Set all the entries down again, unaltered.

*** Opening DATA IN THIS EXERCISE ***

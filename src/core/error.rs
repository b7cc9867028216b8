// SPDX-FileCopyrightText: 2026 ArcheBase
//
// SPDX-License-Identifier: MulanPSL-2.0

//! Core error types for gdfcodec.
//!
//! A `GdfError` is fatal: it aborts the whole decode call and no partial
//! output is returned. Recoverable conditions (magic mismatch, unrecognized
//! group kinds) are reported through the warning sink instead and never
//! surface here.

use std::fmt;

/// Errors that can occur while decoding a GDF stream.
///
/// Every variant that corresponds to a malformed stream carries the byte
/// offset at which decoding failed.
#[derive(Debug, Clone)]
pub enum GdfError {
    /// Stream ended inside the fixed file preamble
    TruncatedHeader {
        /// Byte offset where the read started
        offset: u64,
        /// Preamble bytes required
        needed: usize,
        /// Bytes actually available
        available: usize,
    },

    /// A block payload stopped short of its declared element count
    TruncatedPayload {
        /// Name of the block whose payload was cut off
        field: String,
        /// Byte offset of the payload start
        offset: u64,
        /// Payload bytes declared by the block header
        requested: usize,
    },

    /// The stream could not be repositioned for the header probe
    Unseekable {
        /// Underlying seek error
        message: String,
    },

    /// A block declared a payload with a type code of unknown width
    UnsupportedType {
        /// Name of the offending block
        field: String,
        /// Raw type code from the block header
        code: u8,
        /// Byte offset of the block header
        offset: u64,
    },

    /// Decode was cancelled at a block boundary
    Cancelled {
        /// Byte offset at which the cancellation flag was observed
        offset: u64,
    },

    /// Underlying I/O error
    Io {
        /// Error message
        message: String,
    },
}

impl GdfError {
    /// Create a truncated-header error.
    pub fn truncated_header(offset: u64, needed: usize, available: usize) -> Self {
        GdfError::TruncatedHeader {
            offset,
            needed,
            available,
        }
    }

    /// Create a truncated-payload error.
    pub fn truncated_payload(field: impl Into<String>, offset: u64, requested: usize) -> Self {
        GdfError::TruncatedPayload {
            field: field.into(),
            offset,
            requested,
        }
    }

    /// Create an unseekable-stream error.
    pub fn unseekable(message: impl Into<String>) -> Self {
        GdfError::Unseekable {
            message: message.into(),
        }
    }

    /// Create an unsupported-type error.
    pub fn unsupported_type(field: impl Into<String>, code: u8, offset: u64) -> Self {
        GdfError::UnsupportedType {
            field: field.into(),
            code,
            offset,
        }
    }

    /// Create a cancellation error.
    pub fn cancelled(offset: u64) -> Self {
        GdfError::Cancelled { offset }
    }

    /// Get structured fields for logging.
    pub fn log_fields(&self) -> Vec<(&'static str, String)> {
        match self {
            GdfError::TruncatedHeader {
                offset,
                needed,
                available,
            } => vec![
                ("offset", offset.to_string()),
                ("needed", needed.to_string()),
                ("available", available.to_string()),
            ],
            GdfError::TruncatedPayload {
                field,
                offset,
                requested,
            } => vec![
                ("field", field.clone()),
                ("offset", offset.to_string()),
                ("requested", requested.to_string()),
            ],
            GdfError::Unseekable { message } => vec![("message", message.clone())],
            GdfError::UnsupportedType {
                field,
                code,
                offset,
            } => vec![
                ("field", field.clone()),
                ("code", format!("{code:#04x}")),
                ("offset", offset.to_string()),
            ],
            GdfError::Cancelled { offset } => vec![("offset", offset.to_string())],
            GdfError::Io { message } => vec![("message", message.clone())],
        }
    }
}

impl fmt::Display for GdfError {
    fn fmt(&self, f: &mut fmt::Formatter<'_>) -> fmt::Result {
        match self {
            GdfError::TruncatedHeader {
                offset,
                needed,
                available,
            } => write!(
                f,
                "Truncated header: needed {needed} bytes at offset {offset}, but only {available} bytes available"
            ),
            GdfError::TruncatedPayload {
                field,
                offset,
                requested,
            } => write!(
                f,
                "Truncated payload for block '{field}': {requested} bytes declared at offset {offset}"
            ),
            GdfError::Unseekable { message } => {
                write!(f, "Stream not seekable during header probe: {message}")
            }
            GdfError::UnsupportedType {
                field,
                code,
                offset,
            } => write!(
                f,
                "Unsupported type code {code:#04x} for block '{field}' at offset {offset}"
            ),
            GdfError::Cancelled { offset } => {
                write!(f, "Decode cancelled at offset {offset}")
            }
            GdfError::Io { message } => write!(f, "IO error: {message}"),
        }
    }
}

impl std::error::Error for GdfError {}

impl From<std::io::Error> for GdfError {
    fn from(err: std::io::Error) -> Self {
        GdfError::Io {
            message: err.to_string(),
        }
    }
}

/// Result type for gdfcodec operations.
pub type Result<T> = std::result::Result<T, GdfError>;
// SPDX-FileCopyrightText: 2026 ArcheBase
//
// SPDX-License-Identifier: MulanPSL-2.0

//! High-level file reader.
//!
//! `GdfReader` memory-maps a file, probes the preamble once at open, and
//! runs full decodes over a fresh cursor per call. Two readers (or two
//! decode calls on one reader) share no mutable state.

use std::fs::File;
use std::io::Cursor;
use std::path::Path;

use crate::core::{NullSink, Result};
use crate::io::header::{read_header, FileHeader};
use crate::io::stream::{decode, DecodeOptions, DecodeOutput};

/// Memory-mapped GDF file reader.
pub struct GdfReader {
    /// Path to the file
    path: String,
    /// Memory-mapped file contents
    mmap: memmap2::Mmap,
    /// File size in bytes
    file_size: u64,
    /// Preamble decoded at open time
    header: FileHeader,
}

impl GdfReader {
    /// Open a GDF file and decode its preamble.
    ///
    /// Magic-id validation is deferred to [`GdfReader::decode`], where the
    /// caller's warning sink sees it; `open` only fails on I/O problems or a
    /// truncated preamble.
    pub fn open<P: AsRef<Path>>(path: P) -> Result<Self> {
        let path_str = path.as_ref().to_string_lossy().to_string();
        let file = File::open(&path_str)?;
        let file_size = file.metadata()?.len();
        let mmap = unsafe { memmap2::Mmap::map(&file) }?;

        let mut cursor = Cursor::new(&mmap[..]);
        let header = read_header(&mut cursor, &mut NullSink)?;

        Ok(GdfReader {
            path: path_str,
            mmap,
            file_size,
            header,
        })
    }

    /// Get the decoded file preamble.
    pub fn header(&self) -> &FileHeader {
        &self.header
    }

    /// Get the file size in bytes.
    pub fn file_size(&self) -> u64 {
        self.file_size
    }

    /// Get the file path.
    pub fn path(&self) -> &str {
        &self.path
    }

    /// Run a full decode over the mapped bytes.
    ///
    /// Each call owns a fresh cursor, so concurrent decodes of the same
    /// reader need no coordination.
    pub fn decode(&self, options: DecodeOptions<'_>) -> Result<DecodeOutput> {
        let mut cursor = Cursor::new(&self.mmap[..]);
        decode(&mut cursor, options)
    }
}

*** Closing DATA IN THIS EXERCISE ***

YOUR RESPONSE —
filename src/core/error.rs
repository b7cc9867028216b8
// SPDX-FileCopyrightText: 2026 ArcheBase
//
// SPDX-License-Identifier: MulanPSL-2.0

//! Core error types for gdfcodec.
//!
//! A `GdfError` is fatal: it aborts the whole decode call and no partial
//! output is returned. Recoverable conditions (magic mismatch, unrecognized
//! group kinds) are reported through the warning sink instead and never
//! surface here.

use std::fmt;

/// Errors that can occur while decoding a GDF stream.
///
/// Every variant that corresponds to a malformed stream carries the byte
/// offset at which decoding failed.
#[derive(Debug, Clone)]
pub enum GdfError {
    /// Stream ended inside the fixed file preamble
    TruncatedHeader {
        /// Byte offset where the read started
        offset: u64,
        /// Preamble bytes required
        needed: usize,
        /// Bytes actually available
        available: usize,
    },

    /// A block payload stopped short of its declared element count
    TruncatedPayload {
        /// Name of the block whose payload was cut off
        field: String,
        /// Byte offset of the payload start
        offset: u64,
        /// Payload bytes declared by the block header
        requested: usize,
    },

    /// The stream could not be repositioned for the header probe
    Unseekable {
        /// Underlying seek error
        message: String,
    },

    /// A block declared a payload with a type code of unknown width
    UnsupportedType {
        /// Name of the offending block
        field: String,
        /// Raw type code from the block header
        code: u8,
        /// Byte offset of the block header
        offset: u64,
    },

    /// Decode was cancelled at a block boundary
    Cancelled {
        /// Byte offset at which the cancellation flag was observed
        offset: u64,
    },

    /// Underlying I/O error
    Io {
        /// Error message
        message: String,
    },
}

impl GdfError {
    /// Create a truncated-header error.
    pub fn truncated_header(offset: u64, needed: usize, available: usize) -> Self {
        GdfError::TruncatedHeader {
            offset,
            needed,
            available,
        }
    }

    /// Create a truncated-payload error.
    pub fn truncated_payload(field: impl Into<String>, offset: u64, requested: usize) -> Self {
        GdfError::TruncatedPayload {
            field: field.into(),
            offset,
            requested,
        }
    }

    /// Create an unseekable-stream error.
    pub fn unseekable(message: impl Into<String>) -> Self {
        GdfError::Unseekable {
            message: message.into(),
        }
    }

    /// Create an unsupported-type error.
    pub fn unsupported_type(field: impl Into<String>, code: u8, offset: u64) -> Self {
        GdfError::UnsupportedType {
            field: field.into(),
            code,
            offset,
        }
    }

    /// Create a cancellation error.
    pub fn cancelled(offset: u64) -> Self {
        GdfError::Cancelled { offset }
    }

    /// Get structured fields for logging.
    pub fn log_fields(&self) -> Vec<(&'static str, String)> {
        match self {
            GdfError::TruncatedHeader {
                offset,
                needed,
                available,
            } => vec![
                ("offset", offset.to_string()),
                ("needed", needed.to_string()),
                ("available", available.to_string()),
            ],
            GdfError::TruncatedPayload {
                field,
                offset,
                requested,
            } => vec![
                ("field", field.clone()),
                ("offset", offset.to_string()),
                ("requested", requested.to_string()),
            ],
            GdfError::Unseekable { message } => vec![("message", message.clone())],
            GdfError::UnsupportedType {
                field,
                code,
                offset,
            } => vec![
                ("field", field.clone()),
                ("code", format!("{code:#04x}")),
                ("offset", offset.to_string()),
            ],
            GdfError::Cancelled { offset } => vec![("offset", offset.to_string())],
            GdfError::Io { message } => vec![("message", message.clone())],
        }
    }
}

impl fmt::Display for GdfError {
    fn fmt(&self, f: &mut fmt::Formatter<'_>) -> fmt::Result {
        match self {
            GdfError::TruncatedHeader {
                offset,
                needed,
                available,
            } => write!(
                f,
                "Truncated header: needed {needed} bytes at offset {offset}, but only {available} bytes available"
            ),
            GdfError::TruncatedPayload {
                field,
                offset,
                requested,
            } => write!(
                f,
                "Truncated payload for block '{field}': {requested} bytes declared at offset {offset}"
            ),
            GdfError::Unseekable { message } => {
                write!(f, "Stream not seekable during header probe: {message}")
            }
            GdfError::UnsupportedType {
                field,
                code,
                offset,
            } => write!(
                f,
                "Unsupported type code {code:#04x} for block '{field}' at offset {offset}"
            ),
            GdfError::Cancelled { offset } => {
                write!(f, "Decode cancelled at offset {offset}")
            }
            GdfError::Io { message } => write!(f, "IO error: {message}"),
        }
    }
}

impl std::error::Error for GdfError {}

impl From<std::io::Error> for GdfError {
    fn from(err: std::io::Error) -> Self {
        GdfError::Io {
            message: err.to_string(),
        }
    }
}

/// Result type for gdfcodec operations.
pub type Result<T> = std::result::Result<T, GdfError>;
// SPDX-FileCopyrightText: 2026 ArcheBase
//
// SPDX-License-Identifier: MulanPSL-2.0

//! High-level file reader.
//!
//! `GdfReader` memory-maps a file, probes the preamble once at open, and
//! runs full decodes over a fresh cursor per call. Two readers (or two
//! decode calls on one reader) share no mutable state.

use std::fs::File;
use std::io::Cursor;
use std::path::Path;

use crate::core::{NullSink, Result};
use crate::io::header::{read_header, FileHeader};
use crate::io::stream::{decode, DecodeOptions, DecodeOutput};

/// Memory-mapped GDF file reader.
pub struct GdfReader {
    /// Path to the file
    path: String,
    /// Memory-mapped file contents
    mmap: memmap2::Mmap,
    /// File size in bytes
    file_size: u64,
    /// Preamble decoded at open time
    header: FileHeader,
}

impl GdfReader {
    /// Open a GDF file and decode its preamble.
    ///
    /// Magic-id validation is deferred to [`GdfReader::decode`], where the
    /// caller's warning sink sees it; `open` only fails on I/O problems or a
    /// truncated preamble.
    pub fn open<P: AsRef<Path>>(path: P) -> Result<Self> {
        let path_str = path.as_ref().to_string_lossy().to_string();
        let file = File::open(&path_str)?;
        let file_size = file.metadata()?.len();
        let mmap = unsafe { memmap2::Mmap::map(&file) }?;

        let mut cursor = Cursor::new(&mmap[..]);
        let header = read_header(&mut cursor, &mut NullSink)?;

        Ok(GdfReader {
            path: path_str,
            mmap,
            file_size,
            header,
        })
    }

    /// Get the decoded file preamble.
    pub fn header(&self) -> &FileHeader {
        &self.header
    }

    /// Get the file size in bytes.
    pub fn file_size(&self) -> u64 {
        self.file_size
    }

    /// Get the file path.
    pub fn path(&self) -> &str {
        &self.path
    }

    /// Run a full decode over the mapped bytes.
    ///
    /// Each call owns a fresh cursor, so concurrent decodes of the same
    /// reader need no coordination.
    pub fn decode(&self, options: DecodeOptions<'_>) -> Result<DecodeOutput> {
        let mut cursor = Cursor::new(&self.mmap[..]);
        decode(&mut cursor, options)
    }
}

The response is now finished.